## Provided records

————————

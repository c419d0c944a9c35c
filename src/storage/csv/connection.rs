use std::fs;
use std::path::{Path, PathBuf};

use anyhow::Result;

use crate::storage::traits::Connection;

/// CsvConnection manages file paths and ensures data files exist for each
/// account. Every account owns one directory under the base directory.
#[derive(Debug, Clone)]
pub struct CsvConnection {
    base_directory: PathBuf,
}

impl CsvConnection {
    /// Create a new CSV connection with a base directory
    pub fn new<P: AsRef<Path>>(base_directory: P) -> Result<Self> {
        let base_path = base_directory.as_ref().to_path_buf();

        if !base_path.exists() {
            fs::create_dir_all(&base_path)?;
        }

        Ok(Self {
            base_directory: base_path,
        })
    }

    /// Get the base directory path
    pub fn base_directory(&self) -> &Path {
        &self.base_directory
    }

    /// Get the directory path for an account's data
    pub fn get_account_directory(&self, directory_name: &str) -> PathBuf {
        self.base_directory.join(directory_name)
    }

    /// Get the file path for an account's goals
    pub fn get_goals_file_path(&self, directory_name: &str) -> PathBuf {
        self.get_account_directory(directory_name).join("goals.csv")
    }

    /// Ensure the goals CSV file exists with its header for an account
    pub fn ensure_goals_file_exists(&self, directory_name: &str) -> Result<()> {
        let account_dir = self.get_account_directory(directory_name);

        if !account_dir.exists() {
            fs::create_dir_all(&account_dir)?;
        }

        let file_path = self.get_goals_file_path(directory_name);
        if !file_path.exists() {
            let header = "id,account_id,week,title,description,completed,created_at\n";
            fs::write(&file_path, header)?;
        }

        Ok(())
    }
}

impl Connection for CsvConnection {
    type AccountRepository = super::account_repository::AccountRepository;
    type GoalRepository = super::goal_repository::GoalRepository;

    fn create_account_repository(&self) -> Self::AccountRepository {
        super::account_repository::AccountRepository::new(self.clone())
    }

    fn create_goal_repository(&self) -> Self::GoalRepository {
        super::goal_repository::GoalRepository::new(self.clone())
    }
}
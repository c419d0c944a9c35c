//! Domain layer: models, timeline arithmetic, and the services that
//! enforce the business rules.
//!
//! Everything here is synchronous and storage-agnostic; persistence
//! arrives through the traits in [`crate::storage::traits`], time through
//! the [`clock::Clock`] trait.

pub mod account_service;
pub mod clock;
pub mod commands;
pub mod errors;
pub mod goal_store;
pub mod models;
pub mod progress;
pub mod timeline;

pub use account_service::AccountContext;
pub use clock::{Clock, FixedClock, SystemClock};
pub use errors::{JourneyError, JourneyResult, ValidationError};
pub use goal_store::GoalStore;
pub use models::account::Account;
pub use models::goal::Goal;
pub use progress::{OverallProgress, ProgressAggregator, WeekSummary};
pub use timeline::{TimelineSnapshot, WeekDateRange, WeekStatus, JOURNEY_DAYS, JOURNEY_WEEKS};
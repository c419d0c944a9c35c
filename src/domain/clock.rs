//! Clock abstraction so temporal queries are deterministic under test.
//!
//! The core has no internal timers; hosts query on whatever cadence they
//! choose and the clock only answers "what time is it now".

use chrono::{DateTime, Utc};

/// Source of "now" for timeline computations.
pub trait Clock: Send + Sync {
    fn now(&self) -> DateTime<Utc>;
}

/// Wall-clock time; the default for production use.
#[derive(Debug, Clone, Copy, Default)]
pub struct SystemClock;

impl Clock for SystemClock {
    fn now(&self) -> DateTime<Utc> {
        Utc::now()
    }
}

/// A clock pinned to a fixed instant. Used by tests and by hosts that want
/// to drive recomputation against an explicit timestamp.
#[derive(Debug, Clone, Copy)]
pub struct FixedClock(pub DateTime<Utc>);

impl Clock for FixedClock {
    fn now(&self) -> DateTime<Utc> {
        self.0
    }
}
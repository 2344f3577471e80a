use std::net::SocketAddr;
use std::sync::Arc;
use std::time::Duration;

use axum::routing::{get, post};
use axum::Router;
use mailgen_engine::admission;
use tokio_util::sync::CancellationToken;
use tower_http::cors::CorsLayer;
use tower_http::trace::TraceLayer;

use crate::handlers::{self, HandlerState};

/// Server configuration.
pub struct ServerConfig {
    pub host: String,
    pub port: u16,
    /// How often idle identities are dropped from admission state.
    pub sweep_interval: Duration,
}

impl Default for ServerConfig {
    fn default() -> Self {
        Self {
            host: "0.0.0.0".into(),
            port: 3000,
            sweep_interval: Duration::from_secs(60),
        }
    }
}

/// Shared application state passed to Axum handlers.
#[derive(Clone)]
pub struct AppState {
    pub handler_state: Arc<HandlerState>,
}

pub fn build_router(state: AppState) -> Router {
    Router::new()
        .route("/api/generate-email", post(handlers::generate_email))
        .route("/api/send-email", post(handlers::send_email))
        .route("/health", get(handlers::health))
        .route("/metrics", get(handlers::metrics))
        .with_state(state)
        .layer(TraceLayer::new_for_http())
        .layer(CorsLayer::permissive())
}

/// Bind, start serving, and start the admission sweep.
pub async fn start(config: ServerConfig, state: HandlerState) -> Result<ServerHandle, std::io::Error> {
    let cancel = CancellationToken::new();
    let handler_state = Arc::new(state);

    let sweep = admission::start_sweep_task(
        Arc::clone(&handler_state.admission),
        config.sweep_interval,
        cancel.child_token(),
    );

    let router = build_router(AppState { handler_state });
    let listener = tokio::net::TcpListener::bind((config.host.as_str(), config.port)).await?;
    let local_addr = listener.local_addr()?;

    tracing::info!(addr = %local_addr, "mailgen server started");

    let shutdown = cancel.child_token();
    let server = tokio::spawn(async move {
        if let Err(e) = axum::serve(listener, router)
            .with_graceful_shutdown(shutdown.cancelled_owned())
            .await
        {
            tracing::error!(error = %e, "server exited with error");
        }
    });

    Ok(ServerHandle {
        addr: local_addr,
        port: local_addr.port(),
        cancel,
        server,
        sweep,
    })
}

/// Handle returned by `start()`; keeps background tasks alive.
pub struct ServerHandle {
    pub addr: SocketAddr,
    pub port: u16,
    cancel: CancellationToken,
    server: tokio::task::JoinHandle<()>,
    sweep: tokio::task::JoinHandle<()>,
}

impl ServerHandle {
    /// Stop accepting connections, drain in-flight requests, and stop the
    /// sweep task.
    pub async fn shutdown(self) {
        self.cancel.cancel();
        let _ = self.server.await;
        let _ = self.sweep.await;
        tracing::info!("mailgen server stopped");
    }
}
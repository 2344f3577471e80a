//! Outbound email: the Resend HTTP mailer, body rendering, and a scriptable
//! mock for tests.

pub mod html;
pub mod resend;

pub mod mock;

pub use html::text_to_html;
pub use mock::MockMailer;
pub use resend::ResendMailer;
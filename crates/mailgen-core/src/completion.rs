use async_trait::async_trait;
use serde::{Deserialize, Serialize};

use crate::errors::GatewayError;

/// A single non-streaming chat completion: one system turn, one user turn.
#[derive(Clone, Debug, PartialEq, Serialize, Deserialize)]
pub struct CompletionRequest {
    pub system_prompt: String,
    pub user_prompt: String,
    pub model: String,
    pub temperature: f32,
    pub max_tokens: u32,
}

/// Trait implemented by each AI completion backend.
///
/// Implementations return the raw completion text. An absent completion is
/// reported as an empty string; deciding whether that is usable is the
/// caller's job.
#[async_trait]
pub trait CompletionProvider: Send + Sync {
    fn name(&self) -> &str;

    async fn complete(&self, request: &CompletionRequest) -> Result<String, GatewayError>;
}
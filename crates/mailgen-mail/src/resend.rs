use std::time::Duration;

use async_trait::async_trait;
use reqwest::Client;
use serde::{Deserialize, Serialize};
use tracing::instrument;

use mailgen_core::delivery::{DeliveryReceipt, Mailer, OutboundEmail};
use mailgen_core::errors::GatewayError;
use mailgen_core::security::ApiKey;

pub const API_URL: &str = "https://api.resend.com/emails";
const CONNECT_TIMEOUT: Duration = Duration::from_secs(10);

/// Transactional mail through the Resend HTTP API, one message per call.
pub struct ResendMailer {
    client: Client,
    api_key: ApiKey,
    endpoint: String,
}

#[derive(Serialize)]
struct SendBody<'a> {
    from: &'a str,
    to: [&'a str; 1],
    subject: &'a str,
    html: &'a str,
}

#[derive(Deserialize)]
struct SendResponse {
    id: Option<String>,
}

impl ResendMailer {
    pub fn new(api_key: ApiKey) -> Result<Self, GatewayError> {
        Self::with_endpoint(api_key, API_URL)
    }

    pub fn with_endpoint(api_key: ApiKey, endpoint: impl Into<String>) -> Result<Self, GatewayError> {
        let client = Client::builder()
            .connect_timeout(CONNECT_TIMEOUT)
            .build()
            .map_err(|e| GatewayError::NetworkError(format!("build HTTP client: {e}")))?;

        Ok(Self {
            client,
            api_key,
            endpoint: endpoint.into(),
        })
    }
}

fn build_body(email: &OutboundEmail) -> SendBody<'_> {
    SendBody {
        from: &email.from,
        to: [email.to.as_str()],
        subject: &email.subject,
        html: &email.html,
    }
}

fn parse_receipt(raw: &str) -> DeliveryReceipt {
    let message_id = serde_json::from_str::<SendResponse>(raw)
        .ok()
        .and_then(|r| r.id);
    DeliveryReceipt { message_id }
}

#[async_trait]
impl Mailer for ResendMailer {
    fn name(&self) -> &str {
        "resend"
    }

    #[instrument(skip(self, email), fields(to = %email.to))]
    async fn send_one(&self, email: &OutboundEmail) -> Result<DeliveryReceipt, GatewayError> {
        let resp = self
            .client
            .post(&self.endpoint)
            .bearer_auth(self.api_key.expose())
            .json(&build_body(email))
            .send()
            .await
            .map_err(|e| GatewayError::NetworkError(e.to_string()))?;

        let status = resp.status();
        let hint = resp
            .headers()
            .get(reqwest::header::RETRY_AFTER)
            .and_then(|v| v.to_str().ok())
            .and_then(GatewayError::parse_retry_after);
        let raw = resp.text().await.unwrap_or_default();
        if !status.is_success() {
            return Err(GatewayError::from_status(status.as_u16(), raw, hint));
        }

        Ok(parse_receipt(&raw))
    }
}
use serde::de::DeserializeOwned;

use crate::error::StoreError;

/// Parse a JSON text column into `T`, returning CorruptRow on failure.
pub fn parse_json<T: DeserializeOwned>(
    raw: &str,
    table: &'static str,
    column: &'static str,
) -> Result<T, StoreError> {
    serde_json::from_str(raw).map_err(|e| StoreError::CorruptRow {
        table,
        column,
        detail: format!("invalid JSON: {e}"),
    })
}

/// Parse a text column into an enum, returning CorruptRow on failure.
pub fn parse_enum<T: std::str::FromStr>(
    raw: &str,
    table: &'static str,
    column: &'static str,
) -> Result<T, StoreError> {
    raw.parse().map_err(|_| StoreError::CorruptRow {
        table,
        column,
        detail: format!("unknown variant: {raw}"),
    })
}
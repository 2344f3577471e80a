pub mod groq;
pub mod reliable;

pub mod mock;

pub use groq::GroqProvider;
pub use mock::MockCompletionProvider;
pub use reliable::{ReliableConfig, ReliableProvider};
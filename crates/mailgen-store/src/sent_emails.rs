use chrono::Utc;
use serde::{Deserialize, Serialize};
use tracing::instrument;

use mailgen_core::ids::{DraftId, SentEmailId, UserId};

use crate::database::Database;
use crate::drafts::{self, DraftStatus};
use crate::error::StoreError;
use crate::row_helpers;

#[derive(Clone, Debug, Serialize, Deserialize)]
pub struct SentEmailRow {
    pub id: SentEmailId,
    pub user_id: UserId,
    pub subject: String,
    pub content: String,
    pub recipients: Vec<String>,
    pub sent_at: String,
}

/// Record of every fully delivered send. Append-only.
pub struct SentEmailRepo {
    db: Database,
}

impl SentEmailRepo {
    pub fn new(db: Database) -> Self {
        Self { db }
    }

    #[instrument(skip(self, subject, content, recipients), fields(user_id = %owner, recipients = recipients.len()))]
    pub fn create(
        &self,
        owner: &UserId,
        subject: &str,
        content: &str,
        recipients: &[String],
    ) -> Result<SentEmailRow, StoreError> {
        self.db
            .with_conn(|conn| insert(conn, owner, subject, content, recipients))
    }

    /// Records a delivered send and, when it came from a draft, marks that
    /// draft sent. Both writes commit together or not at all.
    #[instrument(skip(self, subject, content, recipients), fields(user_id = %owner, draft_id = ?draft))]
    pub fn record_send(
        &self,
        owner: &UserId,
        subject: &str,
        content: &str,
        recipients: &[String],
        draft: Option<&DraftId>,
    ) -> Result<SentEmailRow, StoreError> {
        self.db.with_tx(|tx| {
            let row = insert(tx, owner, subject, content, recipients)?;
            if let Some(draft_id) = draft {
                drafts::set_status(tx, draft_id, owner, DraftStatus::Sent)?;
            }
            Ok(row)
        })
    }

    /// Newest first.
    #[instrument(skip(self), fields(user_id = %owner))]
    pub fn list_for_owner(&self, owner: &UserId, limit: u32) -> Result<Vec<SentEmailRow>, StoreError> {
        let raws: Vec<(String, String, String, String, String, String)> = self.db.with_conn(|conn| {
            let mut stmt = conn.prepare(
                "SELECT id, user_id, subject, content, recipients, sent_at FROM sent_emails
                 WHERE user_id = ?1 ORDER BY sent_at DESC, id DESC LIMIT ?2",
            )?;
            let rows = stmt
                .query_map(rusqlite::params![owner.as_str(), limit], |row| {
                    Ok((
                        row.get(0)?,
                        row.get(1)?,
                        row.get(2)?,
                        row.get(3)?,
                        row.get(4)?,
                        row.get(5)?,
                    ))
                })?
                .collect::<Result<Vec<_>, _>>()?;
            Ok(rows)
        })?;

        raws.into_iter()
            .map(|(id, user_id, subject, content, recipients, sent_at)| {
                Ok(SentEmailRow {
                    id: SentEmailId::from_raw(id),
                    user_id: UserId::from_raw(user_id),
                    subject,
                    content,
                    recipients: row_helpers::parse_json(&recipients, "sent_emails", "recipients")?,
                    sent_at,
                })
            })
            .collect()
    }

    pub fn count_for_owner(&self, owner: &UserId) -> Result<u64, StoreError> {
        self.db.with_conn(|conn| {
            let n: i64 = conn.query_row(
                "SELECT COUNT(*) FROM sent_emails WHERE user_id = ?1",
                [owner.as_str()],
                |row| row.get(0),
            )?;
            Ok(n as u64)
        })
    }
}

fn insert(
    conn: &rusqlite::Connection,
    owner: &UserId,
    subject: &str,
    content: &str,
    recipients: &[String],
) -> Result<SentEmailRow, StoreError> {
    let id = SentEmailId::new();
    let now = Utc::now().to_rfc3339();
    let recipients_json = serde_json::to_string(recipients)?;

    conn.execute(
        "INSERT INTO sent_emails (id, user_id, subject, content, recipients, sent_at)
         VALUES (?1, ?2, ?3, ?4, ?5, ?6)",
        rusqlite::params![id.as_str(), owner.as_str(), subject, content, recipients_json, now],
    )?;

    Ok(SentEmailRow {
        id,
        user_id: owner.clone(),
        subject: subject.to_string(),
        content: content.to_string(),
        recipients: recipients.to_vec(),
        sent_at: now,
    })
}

————————

## Task to complete
What is needed is an exact repetition of the lines from the first line of the records through the line containing "exist for each", both ends included, and nothing more.

## Answer box
repository c419d0c944a9c35c
filename src/storage/csv/connection.rs
use std::fs;
use std::path::{Path, PathBuf};

use anyhow::Result;

use crate::storage::traits::Connection;

/// CsvConnection manages file paths and ensures data files exist for each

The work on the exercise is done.